Data items
○ ○ ○
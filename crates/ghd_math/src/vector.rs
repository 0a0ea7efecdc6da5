//! Vector helpers that glam does not provide in the form the
//! scattering code needs.

use crate::Vec3;

/// Per-component magnitude under which a vector counts as zero.
pub const NEAR_ZERO_EPSILON: f64 = 1e-8;

/// True if every component is within [`NEAR_ZERO_EPSILON`] of zero.
#[inline]
pub fn near_zero(v: Vec3) -> bool {
    v.abs().max_element() < NEAR_ZERO_EPSILON
}

/// Normalize `v`, or `None` when it is near zero or not finite.
///
/// Callers must decide what a degenerate direction means for them; a
/// plain `normalize()` would hand back NaN instead.
#[inline]
pub fn try_unit_vector(v: Vec3) -> Option<Vec3> {
    if near_zero(v) {
        return None;
    }
    v.try_normalize()
}

/// Reflect `v` about the normal `n`: `v - 2*dot(v,n)*n`.
#[inline]
pub fn reflect(v: Vec3, n: Vec3) -> Vec3 {
    v - 2.0 * v.dot(n) * n
}

/// Refract the unit vector `uv` through a surface with unit normal `n`.
///
/// Splits the outgoing ray into components perpendicular and parallel to
/// `n`. Total internal reflection is not detected here; the caller checks
/// `etai_over_etat * sin_theta > 1` first.
#[inline]
pub fn refract(uv: Vec3, n: Vec3, etai_over_etat: f64) -> Vec3 {
    let cos_theta = (-uv).dot(n).min(1.0);
    let r_out_perp = etai_over_etat * (uv + cos_theta * n);
    let r_out_parallel = -(1.0 - r_out_perp.length_squared()).abs().sqrt() * n;
    r_out_perp + r_out_parallel
}
//! GHD Renderer - progressive CPU path tracing.
//!
//! A Monte Carlo path tracer over spheres with diffuse, metal and glass
//! materials, lit by a sky gradient. Samples accumulate over repeated
//! iterations; each iteration sweeps the image row by row on a rayon pool.
//!
//! ```no_run
//! use ghd_core::{CameraSettings, MaterialDescription, RenderSettings, SceneDescription};
//! use ghd_renderer::{ProgressiveRenderer, Vec3};
//!
//! let mut scene = SceneDescription::new("demo");
//! scene.add_sphere(Vec3::new(0.0, 0.0, -1.0), 0.5, MaterialDescription::Dielectric {
//!     refractive_index: 1.5,
//! });
//!
//! let settings = RenderSettings {
//!     image_width: 320,
//!     image_height: 180,
//!     samples_per_pixel: 16,
//!     max_bounce_depth: 8,
//!     camera: CameraSettings {
//!         lookfrom: Vec3::ZERO,
//!         lookat: Vec3::new(0.0, 0.0, -1.0),
//!         vup: Vec3::Y,
//!         vertical_fov_degrees: 90.0,
//!         aperture: 0.0,
//!         focus_distance: 1.0,
//!     },
//!     threads: None,
//!     seed: None,
//! };
//!
//! let mut renderer = ProgressiveRenderer::new(settings, &scene)?;
//! while !renderer.is_complete() {
//!     renderer.step()?;
//! }
//! let rgba: &[u8] = renderer.display_buffer();
//! # Ok::<(), ghd_renderer::RenderError>(())
//! ```

mod buffer;
mod camera;
mod error;
mod hittable;
mod material;
mod progressive;
mod ray;
mod renderer;
pub mod sampling;
mod sphere;

pub use buffer::{AccumulationBuffer, DisplayBuffer, BYTES_PER_PIXEL};
pub use camera::Camera;
pub use error::{BufferError, BufferResult, RenderError, RenderResult};
pub use hittable::{HitRecord, Hittable, Scene};
pub use material::{reflectance, Dielectric, Lambertian, Material, Metal, ScatterResult};
pub use progressive::{ProgressiveRenderer, StepReport};
pub use ray::Ray;
pub use renderer::{accumulated_to_rgba, linear_to_gamma, ray_color, sky_gradient, T_MIN};
pub use sphere::Sphere;

/// Re-export the vector and color types from ghd_math
pub use ghd_math::{Color, Interval, Vec3};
○ ○ ○
DIRECTIONS
Word for word, retype all of the entries above.

FINISHED TASK
filename crates/ghd_math/src/vector.rs
repository 0a0ea7efecdc6da5
//! Vector helpers that glam does not provide in the form the
//! scattering code needs.

use crate::Vec3;

/// Per-component magnitude under which a vector counts as zero.
pub const NEAR_ZERO_EPSILON: f64 = 1e-8;

/// True if every component is within [`NEAR_ZERO_EPSILON`] of zero.
#[inline]
pub fn near_zero(v: Vec3) -> bool {
    v.abs().max_element() < NEAR_ZERO_EPSILON
}

/// Normalize `v`, or `None` when it is near zero or not finite.
///
/// Callers must decide what a degenerate direction means for them; a
/// plain `normalize()` would hand back NaN instead.
#[inline]
pub fn try_unit_vector(v: Vec3) -> Option<Vec3> {
    if near_zero(v) {
        return None;
    }
    v.try_normalize()
}

/// Reflect `v` about the normal `n`: `v - 2*dot(v,n)*n`.
#[inline]
pub fn reflect(v: Vec3, n: Vec3) -> Vec3 {
    v - 2.0 * v.dot(n) * n
}

/// Refract the unit vector `uv` through a surface with unit normal `n`.
///
/// Splits the outgoing ray into components perpendicular and parallel to
/// `n`. Total internal reflection is not detected here; the caller checks
/// `etai_over_etat * sin_theta > 1` first.
#[inline]
pub fn refract(uv: Vec3, n: Vec3, etai_over_etat: f64) -> Vec3 {
    let cos_theta = (-uv).dot(n).min(1.0);
    let r_out_perp = etai_over_etat * (uv + cos_theta * n);
    let r_out_parallel = -(1.0 - r_out_perp.length_squared()).abs().sqrt() * n;
    r_out_perp + r_out_parallel
}
//! GHD Renderer - progressive CPU path tracing.
//!
//! A Monte Carlo path tracer over spheres with diffuse, metal and glass
//! materials, lit by a sky gradient. Samples accumulate over repeated
//! iterations; each iteration sweeps the image row by row on a rayon pool.
//!
//! ```no_run
//! use ghd_core::{CameraSettings, MaterialDescription, RenderSettings, SceneDescription};
//! use ghd_renderer::{ProgressiveRenderer, Vec3};
//!
//! let mut scene = SceneDescription::new("demo");
//! scene.add_sphere(Vec3::new(0.0, 0.0, -1.0), 0.5, MaterialDescription::Dielectric {
//!     refractive_index: 1.5,
//! });
//!
//! let settings = RenderSettings {
//!     image_width: 320,
//!     image_height: 180,
//!     samples_per_pixel: 16,
//!     max_bounce_depth: 8,
//!     camera: CameraSettings {
//!         lookfrom: Vec3::ZERO,
//!         lookat: Vec3::new(0.0, 0.0, -1.0),
//!         vup: Vec3::Y,
//!         vertical_fov_degrees: 90.0,
//!         aperture: 0.0,
//!         focus_distance: 1.0,
//!     },
//!     threads: None,
//!     seed: None,
//! };
//!
//! let mut renderer = ProgressiveRenderer::new(settings, &scene)?;
//! while !renderer.is_complete() {
//!     renderer.step()?;
//! }
//! let rgba: &[u8] = renderer.display_buffer();
//! # Ok::<(), ghd_renderer::RenderError>(())
//! ```

mod buffer;
mod camera;
mod error;
mod hittable;
mod material;
mod progressive;
mod ray;
mod renderer;
pub mod sampling;
mod sphere;

pub use buffer::{AccumulationBuffer, DisplayBuffer, BYTES_PER_PIXEL};
pub use camera::Camera;
pub use error::{BufferError, BufferResult, RenderError, RenderResult};
pub use hittable::{HitRecord, Hittable, Scene};
pub use material::{reflectance, Dielectric, Lambertian, Material, Metal, ScatterResult};
pub use progressive::{ProgressiveRenderer, StepReport};
pub use ray::Ray;
pub use renderer::{accumulated_to_rgba, linear_to_gamma, ray_color, sky_gradient, T_MIN};
pub use sphere::Sphere;

/// Re-export the vector and color types from ghd_math
pub use ghd_math::{Color, Interval, Vec3};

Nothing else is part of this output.